Raymond Chandler on WritingPosted: July 12, 2007
The Reader magazine issue number 26 came out today and it includes a short article of mine on Raymond Chandler. Since I finished my PhD thesis on Chandler back in 1998 I’ve found it hard to write about him for some reason, but this piece worked out OK I think. Here’s an extract:
Crime writer Raymond Chandler did not have a high opinion of literary critics. On January 19, 1946 he wrote to fellow crime writer Erle Stanley Gardner: “The critics of today are tired Bostonians like Van Wyck Brooks or smart-alecks like Fadiman or honest men confused by the futility of their job, like Edmund Wilson.” He was no less scathing about the “reading public,” who he thought had been taught to read by “brute force” and could be sold “significant literature … by exactly the same methods as are used to sell toothpaste, cathartics and automobiles.” Chandler’s definition of what constitutes literature was more broad. His letter1 to Gardner continues:
When a book, any sort of book, reaches a certain intensity of artistic performance, it becomes literature. That intensity may be a matter of style, situation, character, emotional tone, or idea, or half a dozen other things. It may also be a perfection of control over the movement of a story similar to the control a great pitcher has over the ball. … Dumas Père had it. Dickens, allowing for his Victorian muddle, had it …
Later, in a letter to Frederick Lewis Allen on May 7, 1948, he put this more clearly, arguing that the editors of the pulp magazines were wrong about their readers:
My theory was that they just thought they cared nothing about anything but the action; that really, though they didn’t know it, they cared very little about the action. The things they really cared about, and that I cared about, were the creation of emotion through dialogue and description …

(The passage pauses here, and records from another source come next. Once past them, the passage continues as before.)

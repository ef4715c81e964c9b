use chrono::{DateTime, Utc};
use serde::{Deserialize, Deserializer, Serialize};
use uuid::Uuid;

/// Kind of driving relationship. Only `Primary` is exclusive per driver.
#[derive(Debug, Clone, Copy, Serialize, Deserialize, PartialEq, Eq, Hash)]
#[serde(rename_all = "SCREAMING_SNAKE_CASE")]
pub enum AssignmentRole {
    Primary,
    Secondary,
    Temp,
    Substitute,
}

impl AssignmentRole {
    pub fn is_exclusive(self) -> bool {
        matches!(self, AssignmentRole::Primary)
    }
}

#[derive(Debug, Clone, Copy, Serialize, Deserialize, PartialEq, Eq, Hash)]
#[serde(rename_all = "SCREAMING_SNAKE_CASE")]
pub enum AssignmentType {
    Operation,
    MaintenanceCover,
    Training,
    Other,
}

#[derive(Debug, Clone, Serialize, Deserialize, PartialEq)]
pub struct Assignment {
    pub id: Uuid,
    pub group_id: Uuid,
    pub vehicle_id: Uuid,
    pub driver_id: Uuid,
    pub role: AssignmentRole,
    pub assignment_type: AssignmentType,
    pub start_date: DateTime<Utc>,
    pub end_date: Option<DateTime<Utc>>,
    pub start_mileage: Option<u64>,
    pub end_mileage: Option<u64>,
    pub start_fuel_level: Option<u8>,
    pub end_fuel_level: Option<u8>,
    pub notes: Option<String>,
    pub created_at: DateTime<Utc>,
    pub updated_at: DateTime<Utc>,
}

impl Assignment {
    /// Active while the end boundary is absent or still ahead of `now`.
    pub fn is_active(&self, now: DateTime<Utc>) -> bool {
        match self.end_date {
            None => true,
            Some(end) => end > now,
        }
    }

    pub fn is_active_with_role(&self, role: AssignmentRole, now: DateTime<Utc>) -> bool {
        self.role == role && self.is_active(now)
    }
}

/// Validated input for creating an assignment.
#[derive(Debug, Clone)]
pub struct NewAssignment {
    pub group_id: Uuid,
    pub vehicle_id: Uuid,
    pub driver_id: Uuid,
    pub role: AssignmentRole,
    pub assignment_type: AssignmentType,
    pub start_date: DateTime<Utc>,
    pub end_date: Option<DateTime<Utc>>,
    pub start_mileage: Option<u64>,
    pub start_fuel_level: Option<u8>,
    pub notes: Option<String>,
}

/// Partial edit. `vehicle_id` and `driver_id` are accepted but never applied.
#[derive(Debug, Clone, Default, Deserialize)]
pub struct AssignmentChanges {
    pub role: Option<AssignmentRole>,
    pub assignment_type: Option<AssignmentType>,
    pub start_date: Option<DateTime<Utc>>,
    /// Absent leaves the end date alone, `null` reopens the assignment.
    #[serde(default, deserialize_with = "present_or_null")]
    pub end_date: Option<Option<DateTime<Utc>>>,
    pub start_mileage: Option<u64>,
    pub start_fuel_level: Option<u8>,
    pub notes: Option<String>,
    pub vehicle_id: Option<Uuid>,
    pub driver_id: Option<Uuid>,
}

#[derive(Debug, Clone, Default, Deserialize)]
pub struct EndAssignment {
    pub end_date: Option<DateTime<Utc>>,
    pub end_mileage: Option<u64>,
    pub end_fuel_level: Option<u8>,
    pub notes: Option<String>,
}

#[derive(Debug, Clone, Copy, Serialize, Deserialize, PartialEq, Eq)]
#[serde(rename_all = "snake_case")]
pub enum AssignmentState {
    Active,
    Historical,
}

#[derive(Debug, Clone, Default, Deserialize)]
pub struct AssignmentFilter {
    pub role: Option<AssignmentRole>,
    pub assignment_type: Option<AssignmentType>,
    pub vehicle_id: Option<Uuid>,
    pub driver_id: Option<Uuid>,
    pub state: Option<AssignmentState>,
}

impl AssignmentFilter {
    pub fn matches(&self, assignment: &Assignment, now: DateTime<Utc>) -> bool {
        if self.role.is_some_and(|role| role != assignment.role) {
            return false;
        }
        if self
            .assignment_type
            .is_some_and(|kind| kind != assignment.assignment_type)
        {
            return false;
        }
        if self.vehicle_id.is_some_and(|id| id != assignment.vehicle_id) {
            return false;
        }
        if self.driver_id.is_some_and(|id| id != assignment.driver_id) {
            return false;
        }

        match self.state {
            None => true,
            Some(AssignmentState::Active) => assignment.is_active(now),
            Some(AssignmentState::Historical) => !assignment.is_active(now),
        }
    }
}

fn present_or_null<'de, D>(deserializer: D) -> Result<Option<Option<DateTime<Utc>>>, D::Error>
where
    D: Deserializer<'de>,
{
    Option::<DateTime<Utc>>::deserialize(deserializer).map(Some)
}

#[cfg(test)]
mod tests {
    use chrono::{Duration, TimeZone, Utc};
    use uuid::Uuid;

    use super::*;

    fn assignment(end_date: Option<DateTime<Utc>>) -> Assignment {
        let start = Utc.with_ymd_and_hms(2024, 1, 1, 0, 0, 0).unwrap();
        Assignment {
            id: Uuid::from_u128(1),
            group_id: Uuid::from_u128(10),
            vehicle_id: Uuid::from_u128(20),
            driver_id: Uuid::from_u128(30),
            role: AssignmentRole::Primary,
            assignment_type: AssignmentType::Operation,
            start_date: start,
            end_date,
            start_mileage: None,
            end_mileage: None,
            start_fuel_level: None,
            end_fuel_level: None,
            notes: None,
            created_at: start,
            updated_at: start,
        }
    }

    #[test]
    fn open_ended_assignment_is_always_active() {
        let open = assignment(None);
        let far_future = Utc.with_ymd_and_hms(2099, 12, 31, 0, 0, 0).unwrap();
        let far_past = Utc.with_ymd_and_hms(1990, 1, 1, 0, 0, 0).unwrap();

        assert!(open.is_active(far_past));
        assert!(open.is_active(far_future));
    }

    #[test]
    fn ended_assignment_is_active_strictly_before_end() {
        let end = Utc.with_ymd_and_hms(2024, 3, 1, 12, 0, 0).unwrap();
        let ended = assignment(Some(end));

        assert!(ended.is_active(end - Duration::seconds(1)));
        assert!(!ended.is_active(end));
        assert!(!ended.is_active(end + Duration::seconds(1)));
    }

    #[test]
    fn only_primary_is_exclusive() {
        assert!(AssignmentRole::Primary.is_exclusive());
        assert!(!AssignmentRole::Secondary.is_exclusive());
        assert!(!AssignmentRole::Temp.is_exclusive());
        assert!(!AssignmentRole::Substitute.is_exclusive());
    }

    #[test]
    fn changes_distinguish_missing_and_null_end_date() {
        let untouched: AssignmentChanges = serde_json::from_str(r#"{"notes":"x"}"#).unwrap();
        assert!(untouched.end_date.is_none());

        let reopened: AssignmentChanges = serde_json::from_str(r#"{"end_date":null}"#).unwrap();
        assert_eq!(reopened.end_date, Some(None));

        let moved: AssignmentChanges =
            serde_json::from_str(r#"{"end_date":"2024-05-01T00:00:00Z"}"#).unwrap();
        assert_eq!(
            moved.end_date,
            Some(Some(Utc.with_ymd_and_hms(2024, 5, 1, 0, 0, 0).unwrap()))
        );
    }

    #[test]
    fn filter_applies_state_at_evaluation_time() {
        let end = Utc.with_ymd_and_hms(2024, 3, 1, 0, 0, 0).unwrap();
        let ended = assignment(Some(end));
        let filter = AssignmentFilter {
            state: Some(AssignmentState::Historical),
            ..Default::default()
        };

        assert!(!filter.matches(&ended, end - Duration::days(1)));
        assert!(filter.matches(&ended, end + Duration::days(1)));
    }

    #[test]
    fn filter_matches_on_role_and_driver() {
        let open = assignment(None);
        let now = Utc::now();

        let by_role = AssignmentFilter {
            role: Some(AssignmentRole::Temp),
            ..Default::default()
        };
        assert!(!by_role.matches(&open, now));

        let by_driver = AssignmentFilter {
            driver_id: Some(open.driver_id),
            ..Default::default()
        };
        assert!(by_driver.matches(&open, now));
    }
}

Chandler’s career as a writer started late. He was born in Chicago in 1888 and moved to England with his mother in 1895, where they lived with his grandmother and an unmarried aunt in Dulwich, Sout London. Like his near contemporaries P.G. Wodehouse and C.S. Forrester he attended Dulwich College, where he excelled at languages. He travelled in Europe for a while and eventually began a career as a literary reviewer, essayist, and–in his own opinion–the worst reporter on the Daily Express…
All quotations from Chandler’s letters are from Frank MacShane (ed.) Selected Letters of Raymond Chandler, Columbia University Press, 1981.